The exciting part of this visualisation type is to re-use the already available data from the pageviews metric to include it in the map as a time range selector with a line graph (see second possible design).

This option has also the caveat of visibility. To reach this potentially very important part of WIkistats the user would have to know that in order to get to the pageviews by country metric they have to enter the normal pageviews metric and from there switch to the map view with the selector in the top right corner.

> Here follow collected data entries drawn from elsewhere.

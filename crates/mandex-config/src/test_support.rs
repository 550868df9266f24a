//! Scratch directories for mandex-config unit tests.

use std::{
    fs,
    path::{Path, PathBuf},
};

use tempfile::TempDir;

use crate::discovery::CONFIG_FILENAME;

/// A temporary directory tree, removed on drop.
pub struct Scratch {
    /// Owns the directory.
    tmp: TempDir,
}

impl Scratch {
    /// Creates an empty scratch tree.
    pub fn new() -> Self {
        Self {
            tmp: tempfile::tempdir().unwrap(),
        }
    }

    /// Returns the top of the tree.
    pub fn path(&self) -> &Path {
        self.tmp.path()
    }

    /// Creates `rel` and its parents, returning the full path.
    pub fn dir(&self, rel: &str) -> PathBuf {
        let path = self.tmp.path().join(rel);
        fs::create_dir_all(&path).unwrap();
        path
    }

    /// Writes `body` to `rel/.mandex.toml`; an empty `rel` means the top of the tree.
    pub fn config(&self, rel: &str, body: &str) -> PathBuf {
        let path = self.dir(rel).join(CONFIG_FILENAME);
        fs::write(&path, body).unwrap();
        path
    }
}
//! Implementation of `mandex check`.

use std::process::ExitCode;

use comfy_table::{Cell, Table, presets::UTF8_FULL_CONDENSED};
use mandex_config::{ConfigWarning, count_documents, discover_config_files, format_path_for_display};
use mandex_locator::SectionNumber;
use mandex_tree::section_info;

use crate::cli::{
    context::CommandContext,
    output::{dim, subheader, warning},
};

/// Shows configuration files, the corpus layout, and validation warnings.
pub fn run(ctx: &mut CommandContext) -> ExitCode {
    let cwd = ctx.cwd.clone();
    let config = ctx.config.clone();

    let config_files = discover_config_files(&cwd);
    println!("{}", subheader("Config files:"));
    if config_files.is_empty() {
        println!("   {}", dim("(none, using defaults)"));
    }
    for path in &config_files {
        println!("   {}", format_path_for_display(path, Some(&cwd)));
    }
    println!();

    let layout = config.layout();
    let base = config.config_root.as_deref();
    println!("{}", subheader("Corpus:"));
    println!(
        "   {} {}",
        format_path_for_display(layout.root(), base),
        dim(&format!("(*.{})", layout.extension()))
    );
    println!();

    if layout.root().is_dir() {
        let model = match ctx.index() {
            Ok(model) => model,
            Err(code) => return code,
        };

        let mut table = Table::new();
        table.load_preset(UTF8_FULL_CONDENSED);
        table.set_header(vec!["Section", "Title", "Directory", "Entries"]);
        for section in SectionNumber::all() {
            let dir = layout.section_dir(section);
            let entries = model
                .index(section.index(), 0, None)
                .map_or(0, |index| model.row_count(Some(index)));
            let status = if dir.is_dir() {
                format_path_for_display(&dir, Some(layout.root()))
            } else {
                warning("missing")
            };
            table.add_row(vec![
                Cell::new(section.get()),
                Cell::new(section_info(section).title),
                Cell::new(status),
                Cell::new(entries),
            ]);
        }
        println!("{table}");
        println!(
            "   {}",
            dim(&format!("{} documents", count_documents(&config)))
        );
        println!();
    }

    let warnings = config.validate();
    if warnings.is_empty() {
        println!("No issues found.");
        return ExitCode::SUCCESS;
    }

    println!("{}", subheader(&format!("Warnings ({}):", warnings.len())));
    for w in &warnings {
        println!("   {}", warning(&w.to_string()));
    }
    println!();

    print_hints(&warnings);

    ExitCode::FAILURE
}

/// Prints hints for resolving common warnings.
fn print_hints(warnings: &[ConfigWarning]) {
    let corpus_unusable = warnings.iter().any(|w| {
        matches!(
            w,
            ConfigWarning::CorpusMissing { .. } | ConfigWarning::CorpusNotDirectory { .. }
        )
    });
    let sections_missing = warnings
        .iter()
        .any(|w| matches!(w, ConfigWarning::SectionMissing { .. }));

    if corpus_unusable {
        println!(
            "{}",
            dim("Hint: set [corpus] path in .mandex.toml, or pass --root")
        );
    }
    if sections_missing {
        println!("{}", dim("Hint: create the missing man<N> directories"));
    }
}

Option C: Adding a new map section to Wikistats

There's also the option of adding a new section to the interface, similar to the current WiViVi, and have it as a sandbox to potentially visualise more metrics than pageviews, and also add dimensions such as per capita and global north/south.

Data options

Option A: Tops endpoint

{
  "items":
  [
    {
      "project":"es.wikipedia",
      "start": "2016050500",
      "end": "2017050500"
      "countries":[
        {"country":"Spain","views":592738339,"rank":1},
        {"country":"Mexico","views":2349873,"rank":2},
        ...
      ]
    }
  ]
}

Given a specified date range and project, return the top x countries by number of pageviews. The map component in the UI would translate the country names to their respective polygons in d3.

Option B: Timeseries

This option has the advantage of potential for animated maps/timelines but at the expense of having to perform aggregations on the client, as well as heavier chunks of data.

{
  "project":"es.wikipedia",
  "items":[
    {
      "year":"2015","month":"10","day":"1","country":"Spain","views":592738339
    },
    {
      "year":"2015","month":"10","day":"1","country":"Mexico","views":2349873
    },
    ...
  ]
}

Option C: Tiles

This is the optimal choice if we want to display as much data as WiViVi without static files, but it would require map/cartographic infrastructure that we don't have or want to maintain. But it has interesting potential for spatial visualisation. It would consist on, instead of getting all the data for all countries in one request, divide requests by map position and zoom level and only get data for that particular position.